In the data below, the answer is the run of lines from the line containing "use statusmark_logging::debug;" through the line containing "use crate::picker::Settlement;", both included; print it exactly and nothing else.

RECORD EXCERPTS Start Marker

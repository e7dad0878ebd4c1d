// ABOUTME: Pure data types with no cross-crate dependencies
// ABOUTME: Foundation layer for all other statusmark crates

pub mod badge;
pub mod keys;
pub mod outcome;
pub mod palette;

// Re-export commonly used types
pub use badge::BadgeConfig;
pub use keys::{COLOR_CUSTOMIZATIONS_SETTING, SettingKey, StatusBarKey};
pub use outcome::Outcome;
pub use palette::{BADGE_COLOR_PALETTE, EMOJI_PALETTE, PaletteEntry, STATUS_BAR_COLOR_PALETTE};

RECORD EXCERPTS End Marker
RECORD EXCERPTS Start Marker

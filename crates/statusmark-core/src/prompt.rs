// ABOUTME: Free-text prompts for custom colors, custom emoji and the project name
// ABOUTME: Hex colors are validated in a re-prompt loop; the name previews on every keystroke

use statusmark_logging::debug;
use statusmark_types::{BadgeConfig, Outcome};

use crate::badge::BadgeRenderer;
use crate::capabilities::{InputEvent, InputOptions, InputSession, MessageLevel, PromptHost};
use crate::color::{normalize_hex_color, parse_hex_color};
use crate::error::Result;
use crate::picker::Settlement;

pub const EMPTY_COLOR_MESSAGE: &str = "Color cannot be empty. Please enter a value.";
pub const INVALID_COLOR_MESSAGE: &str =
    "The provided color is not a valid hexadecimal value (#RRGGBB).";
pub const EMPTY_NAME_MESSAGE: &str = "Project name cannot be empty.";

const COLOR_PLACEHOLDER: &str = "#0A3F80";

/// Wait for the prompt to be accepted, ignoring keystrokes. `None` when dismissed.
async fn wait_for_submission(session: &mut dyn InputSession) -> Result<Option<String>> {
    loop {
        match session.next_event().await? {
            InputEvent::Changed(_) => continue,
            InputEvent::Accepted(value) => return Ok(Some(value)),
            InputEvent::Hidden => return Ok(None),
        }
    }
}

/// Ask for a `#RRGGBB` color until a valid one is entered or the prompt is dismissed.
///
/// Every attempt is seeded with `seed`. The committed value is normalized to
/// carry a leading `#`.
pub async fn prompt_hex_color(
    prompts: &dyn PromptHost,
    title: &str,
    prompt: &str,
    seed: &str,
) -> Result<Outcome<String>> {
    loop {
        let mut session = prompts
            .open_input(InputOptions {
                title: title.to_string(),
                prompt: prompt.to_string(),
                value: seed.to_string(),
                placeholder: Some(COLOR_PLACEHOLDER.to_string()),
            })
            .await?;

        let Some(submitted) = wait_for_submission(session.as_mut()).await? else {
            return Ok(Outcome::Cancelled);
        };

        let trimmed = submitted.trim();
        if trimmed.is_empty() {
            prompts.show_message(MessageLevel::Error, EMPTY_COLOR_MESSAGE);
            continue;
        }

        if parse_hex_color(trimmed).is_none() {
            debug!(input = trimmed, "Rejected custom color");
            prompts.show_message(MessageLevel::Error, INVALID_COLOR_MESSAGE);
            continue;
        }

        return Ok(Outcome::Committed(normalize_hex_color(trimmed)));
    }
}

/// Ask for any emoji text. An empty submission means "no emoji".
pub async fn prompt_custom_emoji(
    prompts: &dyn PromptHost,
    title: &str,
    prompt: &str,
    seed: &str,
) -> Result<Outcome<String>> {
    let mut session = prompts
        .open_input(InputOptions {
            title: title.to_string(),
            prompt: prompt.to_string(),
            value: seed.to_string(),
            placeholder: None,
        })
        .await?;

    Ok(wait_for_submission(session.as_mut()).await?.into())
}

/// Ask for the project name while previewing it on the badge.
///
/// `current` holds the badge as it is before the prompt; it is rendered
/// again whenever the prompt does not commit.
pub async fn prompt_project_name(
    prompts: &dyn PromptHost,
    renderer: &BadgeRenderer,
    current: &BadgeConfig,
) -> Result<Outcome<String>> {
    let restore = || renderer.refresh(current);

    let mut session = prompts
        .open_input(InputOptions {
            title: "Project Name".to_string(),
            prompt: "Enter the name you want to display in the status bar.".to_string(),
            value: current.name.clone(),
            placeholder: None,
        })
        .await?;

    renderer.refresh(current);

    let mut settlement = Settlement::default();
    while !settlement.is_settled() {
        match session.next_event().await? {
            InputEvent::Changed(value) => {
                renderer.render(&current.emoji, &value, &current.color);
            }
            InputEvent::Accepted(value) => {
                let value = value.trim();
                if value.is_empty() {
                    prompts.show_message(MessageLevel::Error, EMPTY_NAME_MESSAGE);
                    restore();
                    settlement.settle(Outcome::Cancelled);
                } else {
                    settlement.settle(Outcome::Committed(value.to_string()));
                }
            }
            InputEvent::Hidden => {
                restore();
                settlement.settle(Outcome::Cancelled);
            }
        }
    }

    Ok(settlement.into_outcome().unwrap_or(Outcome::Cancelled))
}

RECORD EXCERPTS End Marker

[FINISHED TASK]
use statusmark_logging::debug;
use statusmark_types::{BadgeConfig, Outcome};

use crate::badge::BadgeRenderer;
use crate::capabilities::{InputEvent, InputOptions, InputSession, MessageLevel, PromptHost};
use crate::color::{normalize_hex_color, parse_hex_color};
use crate::error::Result;
use crate::picker::Settlement;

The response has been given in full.